A expressão hierática de Pence contrastou com a gestualidade expansiva de Harris que, apesar de demonstrar a energia que faltou a Biden, revelou em sua linguagem não verbal (perante cada fala de Pence) um tom ácido e irônico que pode ser prejudicial. A frieza e sobriedade de Pence foram um ativo convincente frente à tentativa de empatia constante da democrata. Pence mostrou uma atitude imperturbável a qualquer investida da adversária rival e contra-atacou a cada oportunidade mostrando fragilidades, contradições ou imprecisões da chapa Biden-Harris.

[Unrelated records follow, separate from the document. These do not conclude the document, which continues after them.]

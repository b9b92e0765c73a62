//! Authenticated session handed out by the backend

use chrono::{DateTime, Utc};
use serde::{Deserialize, Serialize};

use super::SignupMetadata;

#[derive(Debug, Clone, Serialize, Deserialize, PartialEq)]
pub struct Session {
    pub user_id: String,
    pub email: String,
    /// Sign-up data kept with the account, used to repair a missing profile
    pub metadata: Option<SignupMetadata>,
    pub created_at: DateTime<Utc>,
}

/// Auth state change pushed by the backend.
#[derive(Debug, Clone, Serialize, Deserialize, PartialEq)]
#[serde(tag = "type", rename_all = "snake_case")]
pub enum AuthEvent {
    SignedIn { session: Session },
    SignedOut,
}

impl Session {
    pub fn new(user_id: String, email: String, metadata: Option<SignupMetadata>) -> Self {
        Self {
            user_id,
            email,
            metadata,
            created_at: Utc::now(),
        }
    }
}
pub mod manager;

pub use manager::{SessionError, SessionManager};
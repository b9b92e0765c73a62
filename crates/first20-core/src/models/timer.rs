//! Timer data model

use crate::{Error, Result};
use chrono::{DateTime, Utc};
use serde::{Deserialize, Serialize};
use uuid::Uuid;

/// Practice budget of a fresh timer: 20 hours in seconds.
pub const TWENTY_HOURS: u32 = 20 * 60 * 60;

/// One learning goal and its remaining practice time.
#[derive(Debug, Clone, Serialize, Deserialize, PartialEq)]
#[serde(rename_all = "camelCase")]
pub struct Timer {
    pub id: String,
    pub title: String,
    pub goal: String,
    pub skill_breakdown: Vec<String>,
    pub resources: String,
    pub time_left: u32,
    pub created_at: DateTime<Utc>,
}

/// Remaining time split for display.
#[derive(Debug, Clone, Copy, PartialEq, Eq, Serialize, Deserialize)]
pub struct TimeBreakdown {
    pub hours: u32,
    pub minutes: u32,
    pub seconds: u32,
}

impl Timer {
    /// Create a new timer with the full 20 hour budget
    pub fn new(
        title: String,
        goal: String,
        skill_breakdown: Vec<String>,
        resources: String,
    ) -> Result<Self> {
        let timer = Self {
            id: Uuid::new_v4().to_string(),
            title,
            goal,
            skill_breakdown: filter_skills(skill_breakdown),
            resources,
            time_left: TWENTY_HOURS,
            created_at: Utc::now(),
        };
        timer.validate()?;
        Ok(timer)
    }

    /// Validate the timer data
    pub fn validate(&self) -> Result<()> {
        if self.id.trim().is_empty() {
            return Err(Error::Validation("Timer ID cannot be empty".to_string()));
        }

        if self.title.trim().is_empty() {
            return Err(Error::Validation("Timer title cannot be empty".to_string()));
        }

        if self.time_left > TWENTY_HOURS {
            return Err(Error::Validation(format!(
                "Time left must be between 0 and {} seconds",
                TWENTY_HOURS
            )));
        }

        Ok(())
    }

    pub fn update_title(&mut self, title: String) -> Result<()> {
        if title.trim().is_empty() {
            return Err(Error::Validation("Timer title cannot be empty".to_string()));
        }
        self.title = title;
        Ok(())
    }

    pub fn update_goal(&mut self, goal: String) {
        self.goal = goal;
    }

    /// Replace the checklist, dropping blank entries
    pub fn set_skill_breakdown(&mut self, skills: Vec<String>) {
        self.skill_breakdown = filter_skills(skills);
    }

    pub fn update_resources(&mut self, resources: String) {
        self.resources = resources;
    }

    /// Drop blank checklist entries before the timer is persisted
    pub fn normalize(&mut self) {
        let skills = std::mem::take(&mut self.skill_breakdown);
        self.skill_breakdown = filter_skills(skills);
    }

    pub fn time_breakdown(&self) -> TimeBreakdown {
        TimeBreakdown::from_seconds(self.time_left)
    }

    /// Short form used in lists, e.g. `19h 58m`
    pub fn format_short(&self) -> String {
        let TimeBreakdown { hours, minutes, .. } = self.time_breakdown();
        format!("{}h {}m", hours, minutes)
    }

    /// Seconds already practiced out of the 20 hour budget
    pub fn practiced_seconds(&self) -> u32 {
        TWENTY_HOURS.saturating_sub(self.time_left)
    }

    pub fn is_complete(&self) -> bool {
        self.time_left == 0
    }
}

impl TimeBreakdown {
    pub fn from_seconds(total: u32) -> Self {
        Self {
            hours: total / 3600,
            minutes: (total % 3600) / 60,
            seconds: total % 60,
        }
    }

    /// Zero padded clock form, e.g. `19:58:07`
    pub fn as_clock(&self) -> String {
        format!("{:02}:{:02}:{:02}", self.hours, self.minutes, self.seconds)
    }
}

fn filter_skills(skills: Vec<String>) -> Vec<String> {
    skills
        .into_iter()
        .filter(|skill| !skill.trim().is_empty())
        .collect()
}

Harris nem sempre encontrou as mensagens assertivas para os públicos decisivos. Já Pence, com sua repetição de “o presidente Trump e eu”, foi sólido na exposição de uma ideia de equipe, à qual Harris não conseguiu contrapor com clareza com sua proposta ou com seu binômio.

No bloco de política externa, Harris preferiu atacar Trump e Pence a questionar ou criticar a China. Deixar aos republicanos a narrativa da defesa dos Estados Unidos contra a “agressão estrangeira” pode ser um erro estratégico alimentado pela mentalidade trumpista.

Harris não atacou Pence, que sai quase ileso deste debate e com isso mantém as esperanças dos republicanos. O problema dos republicanos é que eles têm um candidato sólido, mas que não é o presidencial. O problema dos democratas é que Harris não pareceu o complemento de Biden, e sim sua superação.

Pence deixou mensagens para todos os seus públicos (“O povo precisa saber”), dos cristãos aos cidadãos dos subúrbios. Harris teve profundidade e empatia. Mostrou sua preparação e sua competência técnica, mas não necessariamente sua competitividade eleitoral. Pence, sem complexos, se pôs a criar dúvidas razoáveis sobre Biden e Harris, e esteve convincente e assertivo sem se esforçar em matizes, logrando quase sempre direcionar a discussão para seus parâmetros.

O momento mais vibrante ficou para o final. A ex-promotora Harris mostrou as garras no debate sobre a questão racial: “Não vou permitir a Pence que me dê um sermão sobre como cumprir as leis”. Foi seu melhor momento, mas só chegou no final. Quanto a Pence, não se importa em parecer um pregador conservador. Aliás, não parece que se importe muito com sua imagem, só quer competir e ganhar. Essa autoestima de Harris é, paradoxalmente, sua força e —talvez— sua fraqueza. Pence não parece ter essa preocupação, só uma profissional ambição controlada. Quando os segundos são os primeiros.

Antoni Gutiérrez-Rubi é assessor de comunicação.